I don’t know exactly what a prayer is.
I do know how to pay attention, how to fall down
into the grass, how to kneel down in the grass,
how to be idle and blessed, how to stroll through the fields,
which is what I have been doing all day.
Tell me, what else should I have done?
Doesn’t everything die at last, and too soon?
Tell me, what is it you plan to do
with your one wild and precious life?

One of Oliver’s most famous poems was “Wild Geese,” which I post below. and include a video of her reading it. In it, Oliver offers reassurance and gives us permission to be ourselves.


Wild Geese

You do not have to be good.
You do not have to walk on your knees
For a hundred miles through the desert, repenting.
You only have to let the soft animal of your body
love what it loves.
Tell me about your despair, yours, and I will tell you mine.
Meanwhile the world goes on.
Meanwhile the sun and the clear pebbles of the rain
are moving across the landscapes,
over the prairies and the deep trees,
the mountains and the rivers.
Meanwhile the wild geese, high in the clean blue air,
are heading home again.
Whoever you are, no matter how lonely,
the world offers itself to your imagination,
calls to you like the wild geese, harsh and exciting —
over and over announcing your place
in the family of things.

Mary Oliver was a hugely influential and urgently necessary poet  including countless readers to whom poetry as an institution was often inaccessible or opaque. I will end this post with the followng poem from her pen, which acts as  a kind of epitaph.
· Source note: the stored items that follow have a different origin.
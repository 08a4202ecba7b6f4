use criterion::{Criterion, black_box, criterion_group, criterion_main};

use rand::{Rng, SeedableRng};
use rand_chacha::ChaCha20Rng;
use tower_decimal::Decimal;
use tower_notation::prelude::*;

/// Values spread over ordinary, exponential and tetrational magnitudes.
fn sample_values(count: usize) -> Vec<Decimal> {
    let mut rng = ChaCha20Rng::seed_from_u64(0x42);
    (0..count)
        .map(|_| match rng.random_range(0..3) {
            0 => Decimal::from(rng.random_range(0.0..1e6)),
            1 => Decimal::from_log10(rng.random_range(6.0..1e5)),
            _ => Decimal::TEN.tetrate(Decimal::from(rng.random_range(2.0..50.0))),
        })
        .collect()
}

fn bench_notation(c: &mut Criterion, name: &str, notation: &dyn Notation, values: &[Decimal]) {
    c.bench_function(name, |b| {
        b.iter(|| {
            for value in values {
                black_box(notation.format(black_box(*value)));
            }
        })
    });
}

fn bench_fraction(c: &mut Criterion) {
    let mut rng = ChaCha20Rng::seed_from_u64(0xf4ac);
    let values: Vec<Decimal> = (0..256)
        .map(|_| Decimal::from(rng.random_range(0.0..1000.0)))
        .collect();
    let fraction = FractionNotation::default();
    bench_notation(c, "fraction", &fraction, &values);

    let mut mixed = FractionNotation::default();
    mixed.reconfigure(|cfg| cfg.mixed = true).unwrap();
    bench_notation(c, "fraction_mixed", &mixed, &values);
}

fn bench_hypersplit(c: &mut Criterion) {
    let values = sample_values(256);
    bench_notation(c, "hypersplit", &HypersplitNotation::default(), &values);
}

fn bench_prestige(c: &mut Criterion) {
    let values = sample_values(256);
    bench_notation(c, "prestige", &PrestigeLayerNotation::default(), &values);

    let mut recursive = PrestigeLayerNotation::default();
    recursive
        .reconfigure(|cfg| {
            cfg.recursive = true;
            cfg.rampings = vec![Ramping::new(5, 1.5, 2)];
        })
        .unwrap();
    bench_notation(c, "prestige_recursive", &recursive, &values);
}

criterion_group!(benches, bench_fraction, bench_hypersplit, bench_prestige);
criterion_main!(benches);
R.I.P Mary Oliver, your words  live on and will continue to bring comfort, joy and respite to many.

When death comes

When death comes
like the hungry bear in autumn;
when death comes and takes all the bright coins from his purse

to buy me, and snaps the purse shut;
when death comes
like the measle-pox

when death comes
like an iceberg between the shoulder blades,

I want to step through the door full of curiosity, wondering:
what is it going to be like, that cottage of darkness?

And therefore I look upon everything
as a brotherhood and a sisterhood,
and I look upon time as no more than an idea,
and I consider eternity as another possibility,

and I think of each life as a flower, as common
as a field daisy, and as singular,

and each name a comfortable music in the mouth,
tending, as all music does, toward silence,

and each body a lion of courage, and something
precious to the earth.

When it's over, I want to say all my life
I was a bride married to amazement.
I was the bridegroom, taking the world into my arms.

When it's over, I don't want to wonder
if I have made of my life something particular, and real.

I don't want to find myself sighing and frightened,
or full of argument.

I don't want to end up simply having visited this world.